● **PROBLEM DESCRIPTION**
Please set down each line of the material exactly.
===== RECORDS SUPPLIED =====
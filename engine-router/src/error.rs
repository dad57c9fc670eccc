//! Error types for routing and runtime wiring.

use std::path::PathBuf;
use std::time::Duration;

use simhost_compute_context::CoordinatorError;
use simhost_engine_protocol::{ErrorKind, RequestId, RequestKind, WireError};
use thiserror::Error;

/// Result type alias for router operations.
pub type Result<T> = std::result::Result<T, RouterError>;

/// Errors a caller of [`crate::MessageRouter`] can observe.
#[derive(Error, Debug, Clone, PartialEq)]
pub enum RouterError {
    /// The compute context could not be made ready. Nothing was sent.
    #[error("compute context unavailable: {0}")]
    ContextUnavailable(#[from] CoordinatorError),

    /// The context went away while the request was in flight.
    #[error("compute context lost: {0}")]
    ContextLost(String),

    /// No reply arrived in time. Any later reply is discarded.
    #[error("no response to {kind:?} request {id} within {timeout:?}")]
    ResponseTimeout {
        id: RequestId,
        kind: RequestKind,
        timeout: Duration,
    },

    /// The engine answered with an error.
    #[error("engine error: {0}")]
    Engine(WireError),

    /// The reply did not match the request.
    #[error("unexpected response to {kind:?}: {detail}")]
    Protocol { kind: RequestKind, detail: String },

    /// A default model was requested but none is configured.
    #[error("no default model URL configured")]
    NoDefaultModel,
}

impl RouterError {
    /// Wire category for this error.
    pub fn kind(&self) -> ErrorKind {
        match self {
            Self::ContextUnavailable(CoordinatorError::ContextUnavailable(_)) => {
                ErrorKind::ContextUnavailable
            }
            Self::ContextUnavailable(CoordinatorError::ContextCreationFailed(_)) => {
                ErrorKind::ContextCreationFailed
            }
            Self::ContextLost(_) => ErrorKind::ContextLost,
            Self::ResponseTimeout { .. } => ErrorKind::ResponseTimeout,
            Self::Engine(err) => err.kind,
            Self::Protocol { .. } | Self::NoDefaultModel => ErrorKind::InvalidRequest,
        }
    }

    /// Whether retrying the same call later may succeed.
    pub fn is_retryable(&self) -> bool {
        matches!(
            self,
            Self::ContextUnavailable(_) | Self::ContextLost(_) | Self::ResponseTimeout { .. }
        )
    }
}

impl From<WireError> for RouterError {
    fn from(err: WireError) -> Self {
        match err.kind {
            ErrorKind::ContextLost => Self::ContextLost(err.message),
            _ => Self::Engine(err),
        }
    }
}

/// Failure reported by a [`crate::SimilarityEngine`].
#[derive(Error, Debug, Clone, PartialEq, Eq)]
#[error("{0}")]
pub struct EngineError(pub String);

impl EngineError {
    /// Create an engine error from any message.
    pub fn new(message: impl Into<String>) -> Self {
        Self(message.into())
    }
}

/// Errors loading configuration.
#[derive(Error, Debug)]
pub enum ConfigError {
    /// The configuration file could not be read.
    #[error("failed to read config {path}: {source}")]
    Io {
        path: PathBuf,
        #[source]
        source: std::io::Error,
    },

    /// The configuration is not valid TOML for [`crate::EngineConfig`].
    #[error("invalid config: {0}")]
    Parse(#[from] toml::de::Error),
}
=====
● **RESULT**
filename engine-router/src/error.rs
repository dad57c9fc670eccc
//! Error types for routing and runtime wiring.

use std::path::PathBuf;
use std::time::Duration;

use simhost_compute_context::CoordinatorError;
use simhost_engine_protocol::{ErrorKind, RequestId, RequestKind, WireError};
use thiserror::Error;

/// Result type alias for router operations.
pub type Result<T> = std::result::Result<T, RouterError>;

/// Errors a caller of [`crate::MessageRouter`] can observe.
#[derive(Error, Debug, Clone, PartialEq)]
pub enum RouterError {
    /// The compute context could not be made ready. Nothing was sent.
    #[error("compute context unavailable: {0}")]
    ContextUnavailable(#[from] CoordinatorError),

    /// The context went away while the request was in flight.
    #[error("compute context lost: {0}")]
    ContextLost(String),

    /// No reply arrived in time. Any later reply is discarded.
    #[error("no response to {kind:?} request {id} within {timeout:?}")]
    ResponseTimeout {
        id: RequestId,
        kind: RequestKind,
        timeout: Duration,
    },

    /// The engine answered with an error.
    #[error("engine error: {0}")]
    Engine(WireError),

    /// The reply did not match the request.
    #[error("unexpected response to {kind:?}: {detail}")]
    Protocol { kind: RequestKind, detail: String },

    /// A default model was requested but none is configured.
    #[error("no default model URL configured")]
    NoDefaultModel,
}

impl RouterError {
    /// Wire category for this error.
    pub fn kind(&self) -> ErrorKind {
        match self {
            Self::ContextUnavailable(CoordinatorError::ContextUnavailable(_)) => {
                ErrorKind::ContextUnavailable
            }
            Self::ContextUnavailable(CoordinatorError::ContextCreationFailed(_)) => {
                ErrorKind::ContextCreationFailed
            }
            Self::ContextLost(_) => ErrorKind::ContextLost,
            Self::ResponseTimeout { .. } => ErrorKind::ResponseTimeout,
            Self::Engine(err) => err.kind,
            Self::Protocol { .. } | Self::NoDefaultModel => ErrorKind::InvalidRequest,
        }
    }

    /// Whether retrying the same call later may succeed.
    pub fn is_retryable(&self) -> bool {
        matches!(
            self,
            Self::ContextUnavailable(_) | Self::ContextLost(_) | Self::ResponseTimeout { .. }
        )
    }
}

impl From<WireError> for RouterError {
    fn from(err: WireError) -> Self {
        match err.kind {
            ErrorKind::ContextLost => Self::ContextLost(err.message),
            _ => Self::Engine(err),
        }
    }
}

/// Failure reported by a [`crate::SimilarityEngine`].
#[derive(Error, Debug, Clone, PartialEq, Eq)]
#[error("{0}")]
pub struct EngineError(pub String);

impl EngineError {
    /// Create an engine error from any message.
    pub fn new(message: impl Into<String>) -> Self {
        Self(message.into())
    }
}

/// Errors loading configuration.
#[derive(Error, Debug)]
pub enum ConfigError {
    /// The configuration file could not be read.
    #[error("failed to read config {path}: {source}")]
    Io {
        path: PathBuf,
        #[source]
        source: std::io::Error,
    },

    /// The configuration is not valid TOML for [`crate::EngineConfig`].
    #[error("invalid config: {0}")]
    Parse(#[from] toml::de::Error),
}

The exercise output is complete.